#### [TASK DETAILS]
Lines with the string "target" must each be copied from the listing.

====================

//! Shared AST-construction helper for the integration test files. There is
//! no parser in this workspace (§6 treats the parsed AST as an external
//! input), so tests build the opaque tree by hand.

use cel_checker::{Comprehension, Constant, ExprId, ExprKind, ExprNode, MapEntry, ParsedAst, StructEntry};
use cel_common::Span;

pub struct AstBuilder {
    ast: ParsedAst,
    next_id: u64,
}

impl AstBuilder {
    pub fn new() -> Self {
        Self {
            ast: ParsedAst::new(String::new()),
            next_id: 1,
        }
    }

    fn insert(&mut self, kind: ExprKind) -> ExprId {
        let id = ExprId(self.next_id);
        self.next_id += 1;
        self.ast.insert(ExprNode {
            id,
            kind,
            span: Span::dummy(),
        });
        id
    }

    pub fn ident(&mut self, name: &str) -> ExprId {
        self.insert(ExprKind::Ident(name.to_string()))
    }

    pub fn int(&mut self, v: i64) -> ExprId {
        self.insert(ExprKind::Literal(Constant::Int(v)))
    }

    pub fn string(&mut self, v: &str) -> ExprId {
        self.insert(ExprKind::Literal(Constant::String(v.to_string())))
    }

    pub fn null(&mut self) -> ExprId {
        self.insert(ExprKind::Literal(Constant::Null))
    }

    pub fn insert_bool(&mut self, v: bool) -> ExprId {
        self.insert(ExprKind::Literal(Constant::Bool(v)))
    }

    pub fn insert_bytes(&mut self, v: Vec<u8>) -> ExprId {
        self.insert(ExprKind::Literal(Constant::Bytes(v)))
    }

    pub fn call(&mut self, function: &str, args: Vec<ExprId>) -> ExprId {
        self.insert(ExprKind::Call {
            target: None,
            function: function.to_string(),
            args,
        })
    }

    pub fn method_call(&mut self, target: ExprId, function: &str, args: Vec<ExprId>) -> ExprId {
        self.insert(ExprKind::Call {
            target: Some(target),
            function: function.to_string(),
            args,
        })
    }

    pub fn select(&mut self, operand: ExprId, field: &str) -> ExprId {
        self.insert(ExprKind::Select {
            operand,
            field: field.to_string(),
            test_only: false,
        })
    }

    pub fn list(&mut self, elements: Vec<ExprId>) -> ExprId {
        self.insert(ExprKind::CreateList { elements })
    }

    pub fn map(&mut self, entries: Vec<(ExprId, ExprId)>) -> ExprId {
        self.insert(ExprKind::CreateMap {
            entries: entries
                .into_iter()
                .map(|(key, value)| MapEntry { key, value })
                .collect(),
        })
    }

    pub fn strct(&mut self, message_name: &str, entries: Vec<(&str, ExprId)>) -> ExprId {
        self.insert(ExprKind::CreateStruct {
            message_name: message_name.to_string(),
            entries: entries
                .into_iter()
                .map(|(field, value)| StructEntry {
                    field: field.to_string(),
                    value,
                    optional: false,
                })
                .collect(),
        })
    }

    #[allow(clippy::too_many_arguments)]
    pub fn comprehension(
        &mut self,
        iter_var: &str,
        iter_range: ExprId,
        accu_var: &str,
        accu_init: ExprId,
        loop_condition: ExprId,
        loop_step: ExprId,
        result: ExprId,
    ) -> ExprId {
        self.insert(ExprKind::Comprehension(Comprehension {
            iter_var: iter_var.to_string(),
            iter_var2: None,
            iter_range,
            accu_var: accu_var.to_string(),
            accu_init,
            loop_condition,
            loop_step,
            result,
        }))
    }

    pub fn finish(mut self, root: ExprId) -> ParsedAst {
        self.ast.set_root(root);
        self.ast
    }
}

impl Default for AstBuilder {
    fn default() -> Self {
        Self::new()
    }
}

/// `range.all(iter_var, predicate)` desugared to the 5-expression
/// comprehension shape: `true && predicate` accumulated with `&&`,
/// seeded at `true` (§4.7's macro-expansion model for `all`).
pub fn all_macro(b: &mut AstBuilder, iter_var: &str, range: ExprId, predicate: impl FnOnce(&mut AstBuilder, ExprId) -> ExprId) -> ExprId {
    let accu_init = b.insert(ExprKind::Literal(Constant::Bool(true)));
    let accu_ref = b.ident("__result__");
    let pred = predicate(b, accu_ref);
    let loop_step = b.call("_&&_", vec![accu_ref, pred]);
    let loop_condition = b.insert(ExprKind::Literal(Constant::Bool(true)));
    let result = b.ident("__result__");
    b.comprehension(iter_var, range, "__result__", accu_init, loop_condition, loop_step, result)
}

====================

#### [FINISHED TASK]
            target: None,
    pub fn method_call(&mut self, target: ExprId, function: &str, args: Vec<ExprId>) -> ExprId {
            target: Some(target),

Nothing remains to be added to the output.